Pirarubicin might partly circumvent the P-glycoprotein-mediated drug resistance of human breast cancer tissues

Background: Anthracyclines are the first line antitumor agents against breast cancer, and P-glycoprotein (Pgp) is thought to be the main resistance mechanism against these agents. We have evaluated the chemosensitivity of fresh surgical specimens of breast cancer and compared them with their Pgp-expression. Materials and Methods: The in vitro chemosensitivity of 65 surgical specimens obtained from 63 patients with advanced breast cancer was assessed by the histoculture drug response assay (HDRA) using doxorubicin (DXR), pirarubicin [(2 " R)-4'-tetrahydropyranyladriamycin: THP] and epirubicin (EPIR).
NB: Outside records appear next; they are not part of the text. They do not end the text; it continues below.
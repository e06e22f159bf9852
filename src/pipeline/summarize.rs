use crate::error::ComputeError;
use crate::types::workout::{
    Running, SportsWalking, SummaryReport, Swimming, Workout, MIN_IN_H, M_IN_KM,
};

fn per_hour(value: f64, duration_hours: f64) -> Result<f64, ComputeError> {
    if duration_hours == 0.0 {
        return Err(ComputeError::DivisionByZero {
            quantity: "duration_hours",
        });
    }
    Ok(value / duration_hours)
}

/// Floor division with the remainder-corrected rounding of integer-style `//`
/// on floats, so results stay exact on either side of a whole quotient.
pub fn floor_div(lhs: f64, rhs: f64, quantity: &'static str) -> Result<f64, ComputeError> {
    if rhs == 0.0 {
        return Err(ComputeError::DivisionByZero { quantity });
    }

    let rem = lhs % rhs;
    let mut div = (lhs - rem) / rhs;
    if rem != 0.0 && ((rhs < 0.0) != (rem < 0.0)) {
        div -= 1.0;
    }

    if div == 0.0 {
        return Ok(0.0_f64.copysign(lhs / rhs));
    }
    let mut floor = div.floor();
    if div - floor > 0.5 {
        floor += 1.0;
    }
    Ok(floor)
}

impl Running {
    pub fn distance(&self) -> f64 {
        self.action_count * Self::LEN_STEP / M_IN_KM
    }

    pub fn mean_speed(&self) -> Result<f64, ComputeError> {
        per_hour(self.distance(), self.duration_hours)
    }

    pub fn calories(&self) -> Result<f64, ComputeError> {
        Ok(
            (Self::COEFF_CALORIE_1 * self.mean_speed()? - Self::COEFF_CALORIE_2) * self.weight_kg
                / M_IN_KM
                * self.duration_hours
                * MIN_IN_H,
        )
    }
}

impl SportsWalking {
    pub fn distance(&self) -> f64 {
        self.action_count * Self::LEN_STEP / M_IN_KM
    }

    pub fn mean_speed(&self) -> Result<f64, ComputeError> {
        per_hour(self.distance(), self.duration_hours)
    }

    // speed² is floor-divided by height before scaling, not true-divided.
    pub fn calories(&self) -> Result<f64, ComputeError> {
        let speed_term = floor_div(
            self.mean_speed()?.powi(Self::SPEED_EXPONENT),
            self.height_cm,
            "height_cm",
        )?;
        Ok((Self::COEFF_CALORIE_1 * self.weight_kg
            + speed_term * Self::COEFF_CALORIE_2 * self.weight_kg)
            * self.duration_hours
            * MIN_IN_H)
    }
}

impl Swimming {
    pub fn distance(&self) -> f64 {
        self.action_count * Self::LEN_STEP / M_IN_KM
    }

    /// Pool-based speed; the stroke count plays no part here.
    pub fn mean_speed(&self) -> Result<f64, ComputeError> {
        per_hour(
            self.pool_length_m * self.pool_lap_count / M_IN_KM,
            self.duration_hours,
        )
    }

    pub fn calories(&self) -> Result<f64, ComputeError> {
        Ok((self.mean_speed()? + Self::COEFF_CALORIE_1) * Self::COEFF_CALORIE_2 * self.weight_kg)
    }
}

impl Workout {
    /// Distance in kilometers.
    pub fn distance(&self) -> f64 {
        match self {
            Workout::Running(w) => w.distance(),
            Workout::SportsWalking(w) => w.distance(),
            Workout::Swimming(w) => w.distance(),
        }
    }

    /// Mean speed in km/h.
    pub fn mean_speed(&self) -> Result<f64, ComputeError> {
        match self {
            Workout::Running(w) => w.mean_speed(),
            Workout::SportsWalking(w) => w.mean_speed(),
            Workout::Swimming(w) => w.mean_speed(),
        }
    }

    /// Spent kilocalories.
    pub fn calories(&self) -> Result<f64, ComputeError> {
        match self {
            Workout::Running(w) => w.calories(),
            Workout::SportsWalking(w) => w.calories(),
            Workout::Swimming(w) => w.calories(),
        }
    }

    pub fn summary(&self) -> Result<SummaryReport, ComputeError> {
        summarize(self)
    }
}

pub fn summarize(workout: &Workout) -> Result<SummaryReport, ComputeError> {
    let summary = SummaryReport {
        training_type: workout.label().to_string(),
        duration: workout.duration_hours(),
        distance: workout.distance(),
        speed: workout.mean_speed()?,
        calories: workout.calories()?,
    };

    tracing::debug!(
        "Computed {} summary ({:.3} km, {:.3} kcal)",
        summary.training_type,
        summary.distance,
        summary.calories
    );

    Ok(summary)
}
Breast cancer tissues were plated onto collagen gel matrix and incubated with 15 mu g of DXR or EPIR or 17 mu g of THP per ml for 7 days with MTT assessed at the endpoint. The efficacy of the agents was evaluated by the inhibition index (I.I.) of the optical density detected by ELISA reader. Results: When 60% or move I.I. was regarded as in vitro sensitive at each cutoff concentration of the drugs, the overall efficacy rates were 60.7%, 48.6% and 78.6% for DXR, EPIR, and THP, respectively Fifty-one surgical specimens were evaluated for the immunohistochemical analysis of Pgp and the correlation between the sensitivity to anthracyclines and the expression of Pgp was compared. Pgp was expressed in 23.5% (12/51) specimens and the efficacy of anthracyclines was reduced in Pgp-positive breast cancer tissues, although this reduction was low in THP with a statistically significant difference when comparing with DXR and EPIR. Conclusion: The present results suggest that THP might partly circumvent the mdr1/PgP-mediated drug resistance mechanism in human breast cancer tissue and would have some different antitumor spectra on breast cancer comparing with DXR and EPIR.